In Nguni Kosmology, the primary creative principle that Ma’at represents is embodied in Nomkhubulwane – the ‘creative force’ who is sometimes referred to as the daughter of God and the goddess of balance.

The Story of Ma’at
Ma’at is typically illustrated sitting or standing, with a scale, wearing an ostrich feather in her head-band and carrying a ‘was’ scepter (symbol for power) in one hand and an ankh (symbol for eternal life) in the other. Given her connection with air/primordial breath she is sometimes depicted as a semi-avian deity with wings instead of arms. Often, the feather itself was taken to represent Ma’at in absentia. The role of Ma’at was to regulate the stars and the seasons; for maintaining balance in the universe and in society. It was also her duty to determine if a deceased person would have eternal life by placing the person’s heart on one side of a scale (scale of justice) and the feather (truth) on the other side of the scale. Through Ma’at/uBuntu we realize that to have eternal life (perfect balance and unity), we need to have a heart as light as a feather.

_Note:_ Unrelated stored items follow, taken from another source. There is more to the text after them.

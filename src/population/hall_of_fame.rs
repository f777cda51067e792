//! Hall of fame
//!
//! Keeps the best distinct genomes seen across all generations of a play.

use crate::genome::traits::EvolutionaryGenome;
use crate::population::individual::Individual;
use crate::population::population::Population;

/// The `capacity` lowest-cost distinct genomes ever offered
#[derive(Clone, Debug)]
pub struct HallOfFame<G>
where
    G: EvolutionaryGenome,
{
    members: Vec<Individual<G>>,
    capacity: usize,
}

impl<G> HallOfFame<G>
where
    G: EvolutionaryGenome,
{
    /// Empty hall of fame holding at most `capacity` members
    pub fn new(capacity: usize) -> Self {
        Self {
            members: Vec::with_capacity(capacity + 1),
            capacity,
        }
    }

    /// Offer every evaluated, finite-cost individual of `population`
    pub fn update(&mut self, population: &Population<G>) {
        for individual in population.iter() {
            match individual.score() {
                Some(cost) if cost.is_finite() => self.offer(individual),
                _ => {}
            }
        }
    }

    fn offer(&mut self, individual: &Individual<G>) {
        if self.members.iter().any(|m| m.genome == individual.genome) {
            return;
        }
        if self.members.len() >= self.capacity
            && self
                .members
                .last()
                .map_or(true, |worst| individual.cost() >= worst.cost())
        {
            return;
        }
        // stable: equal costs keep their arrival order
        let at = self
            .members
            .partition_point(|m| m.cost() <= individual.cost());
        self.members.insert(at, individual.clone());
        self.members.truncate(self.capacity);
    }

    /// Members, lowest cost first
    pub fn members(&self) -> &[Individual<G>] {
        &self.members
    }

    /// Genomes, lowest cost first
    pub fn genomes(&self) -> Vec<G> {
        self.members.iter().map(|m| m.genome.clone()).collect()
    }

    pub fn best(&self) -> Option<&Individual<G>> {
        self.members.first()
    }

    pub fn len(&self) -> usize {
        self.members.len()
    }

    pub fn is_empty(&self) -> bool {
        self.members.is_empty()
    }
}

#[cfg(test)]
mod tests {
    use super::*;
    use crate::genome::program::Program;

    fn population(entries: &[(usize, f64)]) -> Population<Program> {
        entries
            .iter()
            .map(|&(id, cost)| Individual::scored(Program::new(vec![id]), cost, 0))
            .collect()
    }

    #[test]
    fn test_keeps_lowest_costs() {
        let mut hof = HallOfFame::new(2);
        hof.update(&population(&[(1, 5.0), (2, 1.0), (3, 3.0)]));
        let ids: Vec<usize> = hof.genomes().iter().map(|g| g.tokens()[0]).collect();
        assert_eq!(ids, vec![2, 3]);

        hof.update(&population(&[(4, 0.5), (5, 9.0)]));
        let ids: Vec<usize> = hof.genomes().iter().map(|g| g.tokens()[0]).collect();
        assert_eq!(ids, vec![4, 2]);
        assert_eq!(hof.best().map(|b| b.cost()), Some(0.5));
    }

    #[test]
    fn test_duplicates_and_rejects_are_ignored() {
        let mut hof = HallOfFame::new(5);
        hof.update(&population(&[(1, 2.0), (1, 1.0), (2, f64::INFINITY)]));
        assert_eq!(hof.len(), 1);
        assert_eq!(hof.members()[0].cost(), 2.0);

        let mut unevaluated = Population::new();
        unevaluated.push(Individual::new(Program::new(vec![7])));
        hof.update(&unevaluated);
        assert_eq!(hof.len(), 1);
    }
}
mod common;

use axum::body::Body;
use common::{build_router, request, test_config};
use edge_proxy::types::secret::Secret;
use http::StatusCode;
use serde_json::json;
use tower::ServiceExt;
use wiremock::MockServer;

#[tokio::test]
async fn admin_surface_requires_the_bearer_token() {
    let upstream = MockServer::start().await;
    let (app, _) = build_router(test_config(&upstream)).await;

    let response = app
        .clone()
        .oneshot(
            request("GET", "/internal/api-keys")
                .body(Body::empty())
                .unwrap(),
        )
        .await
        .unwrap();
    assert_eq!(response.status(), StatusCode::UNAUTHORIZED);

    let response = app
        .oneshot(
            request("GET", "/internal/api-keys")
                .header("authorization", "Bearer wrong-token")
                .body(Body::empty())
                .unwrap(),
        )
        .await
        .unwrap();
    assert_eq!(response.status(), StatusCode::UNAUTHORIZED);
}

#[tokio::test]
async fn admin_cache_invalidation_fails_closed_without_a_connected_store() {
    let upstream = MockServer::start().await;
    let (app, _) = build_router(test_config(&upstream)).await;

    // CACHE_REDIS_URL is unset, so the state store is the in-memory
    // fallback, and invalidation must refuse rather than silently no-op.
    let response = app
        .oneshot(
            request("POST", "/internal/cache/invalidate")
                .header("authorization", "Bearer s3cr3t-admin")
                .header("content-type", "application/json")
                .body(Body::from(serde_json::to_vec(&json!({"scope": "all"})).unwrap()))
                .unwrap(),
        )
        .await
        .unwrap();
    assert_eq!(response.status(), StatusCode::SERVICE_UNAVAILABLE);
}

#[tokio::test]
async fn admin_cache_invalidation_surfaces_503_for_a_live_but_unreachable_redis_backend() {
    let upstream = MockServer::start().await;
    let mut config = test_config(&upstream);
    // Nothing listens on this address, so the pool is built successfully
    // (connections are established lazily on first use) but the SCAN the
    // invalidator issues fails at call time. This exercises the live-Redis
    // failure path, distinct from the in-memory-fallback case above: before
    // the fix this surfaced as a 502 "upstream request failed" because the
    // admin path reused the proxy's error mapping.
    config.cache_redis_url = Some(Secret::from("redis://127.0.0.1:1/".parse().unwrap()));
    let (app, app_state) = build_router(config).await;
    assert!(
        matches!(&app_state.0.state_store, edge_proxy::state_store::StateStore::Redis(_)),
        "pool construction against an unreachable address must not fall back to in-memory"
    );

    let response = app
        .oneshot(
            request("POST", "/internal/cache/invalidate")
                .header("authorization", "Bearer s3cr3t-admin")
                .header("content-type", "application/json")
                .body(Body::from(serde_json::to_vec(&json!({"scope": "all"})).unwrap()))
                .unwrap(),
        )
        .await
        .unwrap();
    assert_eq!(response.status(), StatusCode::SERVICE_UNAVAILABLE);
}
use std::net::SocketAddr;

use axum::{
    extract::{ConnectInfo, Extension, Path, State},
    Json,
};
use http::{HeaderMap, StatusCode};
use serde_json::json;
use uuid::Uuid;

use crate::{app_state::AppState, error::admin::AdminError, keys::NewApiKey, middleware::admin::AdminIdentity, state_store::StateStore};

use super::{
    audit,
    invalidate::{self, Scope},
    model::{
        ApiKeyListItem, ApiKeyListResponse, CreateApiKeyRequest, CreateApiKeyResponse, InvalidateRequestBody,
        InvalidateResponseBody, OkResponse,
    },
};

fn ctx(identity: &AdminIdentity, addr: SocketAddr, headers: &HeaderMap) -> audit::Context {
    audit::Context::from_parts(&identity.0, addr.ip(), headers)
}

pub async fn create_api_key(
    State(app_state): State<AppState>,
    Extension(identity): Extension<AdminIdentity>,
    ConnectInfo(addr): ConnectInfo<SocketAddr>,
    headers: HeaderMap,
    Json(body): Json<CreateApiKeyRequest>,
) -> Result<(StatusCode, Json<CreateApiKeyResponse>), AdminError> {
    let audit_ctx = ctx(&identity, addr, &headers);
    if body.owner.trim().is_empty() {
        audit::log("api_key.create", "create", false, &audit_ctx, json!({"reason": "empty owner"}));
        return Err(AdminError::BadRequest("owner must not be empty".to_string()));
    }

    let (raw_key, record) = app_state
        .0
        .key_registry
        .create(NewApiKey {
            owner: body.owner,
            label: body.label,
            contact: body.contact,
            created_by: body.created_by,
            expires_at: body.expires_at,
        })
        .await?;

    audit::log("api_key.create", "create", true, &audit_ctx, json!({"keyId": record.key_id}));

    Ok((
        StatusCode::CREATED,
        Json(CreateApiKeyResponse {
            key_id: record.key_id,
            api_key: raw_key,
            owner: record.owner,
            label: record.label,
            contact: record.contact,
            created_at: record.created_at,
            created_by: record.created_by,
            expires_at: record.expires_at,
            revoked: record.revoked,
        }),
    ))
}

pub async fn list_api_keys(
    State(app_state): State<AppState>,
    Extension(identity): Extension<AdminIdentity>,
    ConnectInfo(addr): ConnectInfo<SocketAddr>,
    headers: HeaderMap,
) -> Result<Json<ApiKeyListResponse>, AdminError> {
    let audit_ctx = ctx(&identity, addr, &headers);
    let records = app_state.0.key_registry.list().await?;
    audit::log("api_key.list", "list", true, &audit_ctx, json!({"count": records.len()}));
    Ok(Json(ApiKeyListResponse {
        items: records.into_iter().map(ApiKeyListItem::from).collect(),
    }))
}

pub async fn revoke_api_key(
    State(app_state): State<AppState>,
    Extension(identity): Extension<AdminIdentity>,
    ConnectInfo(addr): ConnectInfo<SocketAddr>,
    headers: HeaderMap,
    Path(key_id): Path<Uuid>,
) -> Result<Json<OkResponse>, AdminError> {
    let audit_ctx = ctx(&identity, addr, &headers);
    let found = app_state.0.key_registry.revoke(key_id).await?;
    audit::log("api_key.revoke", "revoke", found, &audit_ctx, json!({"keyId": key_id}));
    if !found {
        return Err(AdminError::NotFound);
    }
    Ok(Json(OkResponse::new()))
}

pub async fn activate_api_key(
    State(app_state): State<AppState>,
    Extension(identity): Extension<AdminIdentity>,
    ConnectInfo(addr): ConnectInfo<SocketAddr>,
    headers: HeaderMap,
    Path(key_id): Path<Uuid>,
) -> Result<Json<OkResponse>, AdminError> {
    let audit_ctx = ctx(&identity, addr, &headers);
    let found = app_state.0.key_registry.activate(key_id).await?;
    audit::log("api_key.activate", "activate", found, &audit_ctx, json!({"keyId": key_id}));
    if !found {
        return Err(AdminError::NotFound);
    }
    Ok(Json(OkResponse::new()))
}

pub async fn delete_api_key(
    State(app_state): State<AppState>,
    Extension(identity): Extension<AdminIdentity>,
    ConnectInfo(addr): ConnectInfo<SocketAddr>,
    headers: HeaderMap,
    Path(key_id): Path<Uuid>,
) -> Result<Json<OkResponse>, AdminError> {
    let audit_ctx = ctx(&identity, addr, &headers);
    let found = app_state.0.key_registry.delete(key_id).await?;
    audit::log("api_key.delete", "delete", found, &audit_ctx, json!({"keyId": key_id}));
    if !found {
        return Err(AdminError::NotFound);
    }
    Ok(Json(OkResponse::new()))
}

pub async fn invalidate_cache(
    State(app_state): State<AppState>,
    Extension(identity): Extension<AdminIdentity>,
    ConnectInfo(addr): ConnectInfo<SocketAddr>,
    headers: HeaderMap,
    Json(body): Json<InvalidateRequestBody>,
) -> Result<Json<InvalidateResponseBody>, AdminError> {
    let audit_ctx = ctx(&identity, addr, &headers);
    let scope = Scope::parse(&body.scope)?;
    let dry_run = body.dry_run.unwrap_or(false);

    let request = invalidate::Request {
        scope,
        path: body.path,
        path_prefix: body.path_prefix,
        strict: body.strict.unwrap_or(false),
        headers: invalidate::HeaderComponents {
            accept: body.headers.as_ref().and_then(|h| h.accept.clone()),
            accept_language: body.headers.as_ref().and_then(|h| h.accept_language.clone()),
            api_key: body.headers.as_ref().and_then(|h| h.api_key.clone()),
        },
        dry_run,
    };

    let target = match invalidate::build_target(&request) {
        Ok(target) => target,
        Err(error) => {
            audit::log(
                "cache.invalidate",
                "invalidate",
                false,
                &audit_ctx,
                json!({"scope": scope.as_str(), "reason": error.to_string()}),
            );
            return Err(error);
        }
    };

    if matches!(&app_state.0.state_store, StateStore::InMemory(_)) {
        audit::log(
            "cache.invalidate",
            "invalidate",
            false,
            &audit_ctx,
            json!({"scope": scope.as_str(), "reason": "state store unreachable"}),
        );
        return Err(AdminError::ServiceUnavailable);
    }

    let (matched, deleted) = invalidate::execute(&app_state.0.state_store, &target, dry_run).await?;

    audit::log(
        "cache.invalidate",
        "invalidate",
        true,
        &audit_ctx,
        json!({"scope": scope.as_str(), "dryRun": dry_run, "matched": matched, "deleted": deleted}),
    );

    Ok(Json(InvalidateResponseBody {
        ok: true,
        scope: scope.as_str().to_string(),
        dry_run,
        matched,
        deleted,
    }))
}
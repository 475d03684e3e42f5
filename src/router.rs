use axum::{
    middleware,
    routing::{delete, get, post},
    Router,
};
use tower::ServiceBuilder;
use tower_http::{
    catch_panic::CatchPanicLayer, limit::RequestBodyLimitLayer, request_id::{MakeRequestUuid, PropagateRequestIdLayer, SetRequestIdLayer},
    sensitive_headers::SetSensitiveHeadersLayer, trace::TraceLayer,
};

use crate::{admin, app_state::AppState, catch_panic::PanicResponder, health, middleware as mw, proxy};

/// Builds the full axum [`Router`]: health endpoints, the `/api/v1/**`
/// proxy catch-all, and the bearer-guarded `/internal/*` admin surface,
/// wrapped in an ambient middleware stack providing panic catching,
/// header hygiene, tracing, request-id propagation, and body-size
/// limiting.
pub fn build(app_state: AppState) -> Router {
    let body_limit = app_state.config().proxy_body_limit;

    let admin_routes = Router::new()
        .route("/internal/api-keys", post(admin::handlers::create_api_key).get(admin::handlers::list_api_keys))
        .route("/internal/api-keys/{key_id}/revoke", post(admin::handlers::revoke_api_key))
        .route("/internal/api-keys/{key_id}/activate", post(admin::handlers::activate_api_key))
        .route("/internal/api-keys/{key_id}", delete(admin::handlers::delete_api_key))
        .route("/internal/cache/invalidate", post(admin::handlers::invalidate_cache))
        .layer(middleware::from_fn_with_state(app_state.clone(), mw::admin::require_admin));

    let proxy_routes = Router::new()
        .route("/api/v1", get(proxy::handle).post(proxy::handle))
        .route("/api/v1/{*rest}", get(proxy::handle).post(proxy::handle));

    Router::new()
        .route("/health", get(health::health))
        .route("/health/cache", get(health::health_cache))
        .merge(proxy_routes)
        .merge(admin_routes)
        .layer(
            ServiceBuilder::new()
                .layer(CatchPanicLayer::custom(PanicResponder))
                .layer(SetSensitiveHeadersLayer::new(std::iter::once(http::header::AUTHORIZATION)))
                .layer(TraceLayer::new_for_http())
                .layer(SetRequestIdLayer::x_request_id(MakeRequestUuid))
                .layer(PropagateRequestIdLayer::x_request_id())
                .layer(RequestBodyLimitLayer::new(body_limit)),
        )
        .with_state(app_state)
}
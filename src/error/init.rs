use displaydoc::Display;
use thiserror::Error;

/// Startup-time failures. Any of these cause the process to refuse to
/// start rather than run in a half-configured state.
#[derive(Debug, Error, Display)]
pub enum InitError {
    /// failed to load configuration: {0}
    Config(#[from] config::ConfigError),
    /// invalid configuration: {0}
    Validation(#[from] ConfigError),
    /// failed to build the state store connection pool: {0}
    Pool(#[from] r2d2::Error),
    /// failed to build the upstream http client: {0}
    HttpClient(#[from] reqwest::Error),
}

/// Semantic validation failures on an otherwise well-formed config.
#[derive(Debug, Error, Display)]
pub enum ConfigError {
    /// HTTP_CLIENT_BASE_URL must be an absolute origin-only url (no path, query, or fragment): {0}
    InvalidUpstreamBaseUrl(String),
    /// ADMIN_API_TOKEN must not be empty
    EmptyAdminToken,
    /// PROXY_BODY_LIMIT must be greater than zero
    InvalidBodyLimit,
    /// HTTP_CLIENT_RETRIES must be representable as a small non-negative count
    InvalidRetries,
    /// API_KEYS_RATE_LIMIT_WINDOW_SECONDS must be greater than zero
    InvalidRateLimitWindow,
    /// API_KEYS_RATE_LIMIT_MAX_REQUESTS must be greater than zero
    InvalidRateLimitMax,
}
use std::sync::Arc;

use crate::{
    cache::CacheStore,
    config::{admin::AdminConfig, cache::CacheConfig, keys::ApiKeysConfig, Config},
    error::init::InitError,
    keys::KeyRegistry,
    rate_limit::RateLimiter,
    state_store::{InMemoryStateStore, RedisStateStore, StateStore},
    upstream::UpstreamClient,
};

#[derive(Debug)]
pub struct InnerAppState {
    pub config: Config,
    pub state_store: StateStore,
    pub cache: CacheStore,
    pub cache_config: CacheConfig,
    pub keys_config: ApiKeysConfig,
    pub admin_config: AdminConfig,
    pub key_registry: KeyRegistry,
    pub rate_limiter: RateLimiter,
    pub upstream: UpstreamClient,
}

/// Shared, cheaply-cloneable application state. Every handler and
/// middleware holds one of these; the heavy pieces (pools, registries)
/// live once behind the `Arc`.
#[derive(Debug, Clone)]
pub struct AppState(pub Arc<InnerAppState>);

impl AppState {
    /// Builds the full dependency graph from configuration. Connects to
    /// Redis if configured; falls back to an in-memory store (and logs a
    /// warning) if the connection cannot be established at startup, per
    /// the fallback-mode design in the state-store contract.
    pub async fn build(config: Config) -> Result<Self, InitError> {
        let cache_config = config.cache();
        let keys_config = config.keys();
        let admin_config = config.admin();
        let upstream_config = config.upstream();

        let state_store = match &cache_config.redis {
            Some(redis_config) => {
                match RedisStateStore::new(redis_config.url.expose().clone(), redis_config.connection_timeout) {
                    Ok(store) => StateStore::Redis(store),
                    Err(error) => {
                        tracing::warn!(%error, "failed to connect to state store, running in fallback mode");
                        StateStore::InMemory(InMemoryStateStore::new())
                    }
                }
            }
            None => StateStore::InMemory(InMemoryStateStore::new()),
        };

        let cache = CacheStore::new(state_store.clone());
        let key_registry = KeyRegistry::new(state_store.clone(), keys_config.redis_prefix.clone());
        let rate_limiter = RateLimiter::new(state_store.clone(), keys_config.redis_prefix.clone());
        let upstream = UpstreamClient::new(&upstream_config)?;

        Ok(Self(Arc::new(InnerAppState {
            config,
            state_store,
            cache,
            cache_config,
            keys_config,
            admin_config,
            key_registry,
            rate_limiter,
            upstream,
        })))
    }

    pub fn config(&self) -> &Config {
        &self.0.config
    }
}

When we appreciate uBuntu and Ma’at in the fullest sense we realize that the two concepts are interchangeable. With Afrikan religion being based upon the theosophy (Divine Wisdom) and the Hermetic philosophy of sciences/the Science of Thought of Khem or ancient Ethiopia, Ma’at is seen as the Ancient Ethiopian/Egyptian explanation, symbol, or representative of uBuntu.